S. aureus is an important human pathogen that is responsible for a broad spectrum of diseases, ranging from minor skin and soft tissue infections to life-threatening conditions, such as endocarditis, osteomyelitis, toxic shock syndrome, and medical device-related infections
[40][41]. The asymptomatic carriage of
S. aureus by humans is the primary natural reservoir, and the anterior nasal mucosa and skin have been thought to be the major ecological niche in more than 50% of the general population
[42]. The precise prevalence of
S. aureus colonisation in human sinuses is not entirely known; however, it has been reported that about 64% of CRSwNP sufferers exhibit nasal cavity colonisation with
S. aureus, compared to only 33% and 20% of CRSsNP and healthy control subjects, respectively
[35]. CRS patients colonised with particular pathogenic strains of
S. aureus tend to maintain the same strain for a long period of time, despite frequent antibiotic treatments, implying either a resistance to antibacterial agents or presence of a reservoir for bacterial recolonization
[43].
6. Staphylococcal Biofilm
S. aureus is notorious as the most frequent agent that causes hospital-acquired infections, and the emergence of antibiotic-resistant strains, such as the methicillin-resistant
S. aureus (MRSA), challenges healthcare systems worldwide. Strains of
S. aureus with increased virulence, known as community-acquired MRSA (CA-MRSA), can also pose a threat to healthy individuals
[44]. Thus far, no candidate vaccine has proven effective against
S. aureus infections. This highlights the urgent need to better understand how the bacterium interacts with the host immune system, in order to avoid or prevent protective immunity
[45]. The remarkable success of
S. aureus as a pathogen might be due to the numerous measures it takes to protect itself against the host’s immune system, including the biofilm’s mode of existence. Bacteria present in biofilm express different genes and proteins from their planktonic counterparts
[46][47], and they are more resistant to antimicrobial therapy and host defenses
[48].
Biofilm forms when planktonic bacteria organise into three-dimensional, multilayered colonies. Biofilm is the ideal mode of existence for an estimated 99% of bacteria. There are several significant differences between the bacteria that establish a biofilm and their planktonic counterparts, with respect to growth dynamics and genetic expression
[49][50][51]. The formation of a bacterial biofilm is an intricate process. Primarily, sessile planktonic bacteria attach to a surface and create microcolonies
[52]. Initial adherence is shaped by feeble van der Waals forces and might require bacterial flagella
[53]. Upregulation in the expression of cell adhesion structures, such as pili, creates robust and permanent interaction
[54]. Once bacteria attach to a surface, they initiate the proliferation and secretion of an extracellular polymeric substance (EPS) matrix, consisting mainly of polysaccharides, proteins, and extracellular nucleic acids
[55]. The EPS matrix protects the biofilm inhabitants against environmental stress.
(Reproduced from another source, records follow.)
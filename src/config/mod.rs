//! Configuration management for the inspector.
//!
//! Settings live under the `"inspector"` key of a JSON settings object and
//! are merged over defaults. The active configuration is held in a
//! process-wide singleton; the pipeline itself only ever sees explicit
//! [`FormatOptions`](crate::formatter::FormatOptions) values derived from it.

pub mod schema;

pub use schema::InspectorConfig;

use log::warn;
use once_cell::sync::Lazy;
use serde_json::Value;
use std::fs;
use std::path::Path;
use std::sync::RwLock;

/// Settings key holding the inspector configuration.
pub const SETTINGS_KEY: &str = "inspector";

/// Global configuration instance, lazily initialized to the defaults.
static CONFIG: Lazy<RwLock<InspectorConfig>> =
    Lazy::new(|| RwLock::new(InspectorConfig::default()));

/// Loads configuration from a settings JSON value.
///
/// Reads the `"inspector"` settings, merges them with defaults, validates
/// the result and installs it as the global configuration. Settings that
/// fail to parse are ignored with a warning.
///
/// # Arguments
///
/// * `settings_json` - Optional settings object containing an `"inspector"` key
///
/// # Returns
///
/// `Ok(InspectorConfig)` with the loaded configuration, or `Err` if validation fails.
///
/// # Example
///
/// ```no_run
/// use txn_inspector::config::load_config;
/// use serde_json::json;
///
/// let settings = json!({
///     "inspector": {
///         "indentWidth": 2,
///         "replayBaseUrl": "http://localhost:4040"
///     }
/// });
///
/// let config = load_config(Some(settings)).unwrap();
/// assert_eq!(config.indent_width, 2);
/// ```
pub fn load_config(settings_json: Option<Value>) -> Result<InspectorConfig, String> {
    let mut config = InspectorConfig::default();

    if let Some(user_settings) = settings_json.as_ref().and_then(|s| s.get(SETTINGS_KEY)) {
        match serde_json::from_value::<InspectorConfig>(user_settings.clone()) {
            Ok(user_config) => config = config.merge(&user_config),
            Err(e) => warn!(
                "Failed to parse {} settings: {}. Using defaults.",
                SETTINGS_KEY, e
            ),
        }
    }

    config
        .validate()
        .map_err(|e| format!("Invalid configuration: {}", e))?;

    if let Ok(mut global_config) = CONFIG.write() {
        *global_config = config.clone();
    }

    Ok(config)
}

/// Loads configuration from a JSON settings file.
///
/// # Arguments
///
/// * `path` - Path to a settings file shaped like `{"inspector": {...}}`
///
/// # Returns
///
/// The loaded configuration, or `Err` if the file cannot be read, is not
/// JSON, or fails validation.
pub fn load_config_file(path: &Path) -> Result<InspectorConfig, String> {
    let content = fs::read_to_string(path)
        .map_err(|e| format!("Failed to read {}: {}", path.display(), e))?;
    let settings: Value = serde_json::from_str(&content)
        .map_err(|e| format!("Failed to parse {}: {}", path.display(), e))?;
    load_config(Some(settings))
}

/// Gets a clone of the current global configuration.
pub fn get_config() -> InspectorConfig {
    CONFIG
        .read()
        .map(|c| c.clone())
        .unwrap_or_else(|_| InspectorConfig::default())
}

/// Updates the global configuration in place.
///
/// An update that leaves the configuration invalid is discarded and the
/// defaults are restored.
///
/// # Example
///
/// ```no_run
/// use txn_inspector::config::update_config;
///
/// update_config(|config| {
///     config.pretty_print = false;
/// });
/// ```
pub fn update_config<F>(updater: F)
where
    F: FnOnce(&mut InspectorConfig),
{
    if let Ok(mut config) = CONFIG.write() {
        updater(&mut config);

        if let Err(e) = config.validate() {
            warn!("Configuration validation failed after update: {}", e);
            *config = InspectorConfig::default();
        }
    }
}

/// Resets the global configuration to defaults.
pub fn reset_config() {
    if let Ok(mut config) = CONFIG.write() {
        *config = InspectorConfig::default();
    }
}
As the biofilm grows, the concentrations of some signalling molecules, such as cyclic di-guanosine monophosphate (c-di-GMP), increase and lead to alterations in intracellular signalling. This molecule functions to trigger biofilm maturation through the modulation of cell-to-cell adhesion, quorum sensing, metabolic activity, stress response, and the phenotypic conversion from the planktonic form to the biofilm form
[56]. Upon biofilm maturation, bacteria within the biofilm transcribe DNA in a synchronised manner, demonstrating the features of a single multicellular organism that can colonise host tissues. Next, biofilms spread by dispersing free-floating planktonic bacteria
[57]. These bacteria can attach to distant spots in the host
[58].
Due to their highly efficient adaptation mechanisms to changing environments, bacterial biofilms have mastered coordinated defence mechanisms that render them over 1000-fold more resistant to antimicrobial therapy and host defenses than that of their planktonic form
[48]. The prevalence of bacterial biofilms in the paranasal sinuses of CRS patients has been reported in about 42–80% of patients, with a notably higher prevalence in CRSwNP
[51][59][60][61][62]. The most frequently detected organisms in the composition of CRS biofilms are
S. aureus,
Haemophilus influenzae, and
Pseudomonas aeruginosa [63][64]. Clinically, biofilm-positive CRS sufferers tend to have a higher severity of disease preoperatively, as well as a persistence of postoperative symptoms, infection, and inflammation of the sinonasal mucosa
[48][65]. CRS biofilms, particularly those dominated by
S. aureus, are associated with an unfavourable prognosis and disease recalcitrance, and existing medical therapies fail to eliminate the mucosal bacterial biofilms
[66][67][68]. Additionally, a recent study by Cirkovic et al. evaluated the bacterial biofilm production in CRSwNP patients, and
S. aureus resulted in being a stronger biofilm-producing bacterium, compared to other bacterial species that exist in patients’ polymicrobial flora
[69]. On the other hand, bacterial biofilms have also been found in healthy individuals’ sinonasal mucosa, implying that these biofilms might be a normal component of the regular respiratory mucosal blanket
[70]. However, with the lack of precise, convincing evidence that the inflammation in CRS is triggered by bacterial biofilms, the presence of inflammation might be considered a secondary consequence of chronic mucosal immune dysfunction and/or mucociliary impairment
[5].
7. Staphylococcal Virulence Factors
The virulence of
Staphylococcus aureus is generally considered to be multifactorial, due to the combined activity of an arsenal of virulence determinants that promote tissue adhesion, immune evasion, and host cell damage
[71]. These virulence factors consist of structural factors and secreted molecules (exoproteins) (
Figure 1)
[72]. In addition to
S. aureus biofilm, a better understanding of each virulence factor’s functions and mechanisms of action is essential for enhancing the prognosis of patients suffering from CRS.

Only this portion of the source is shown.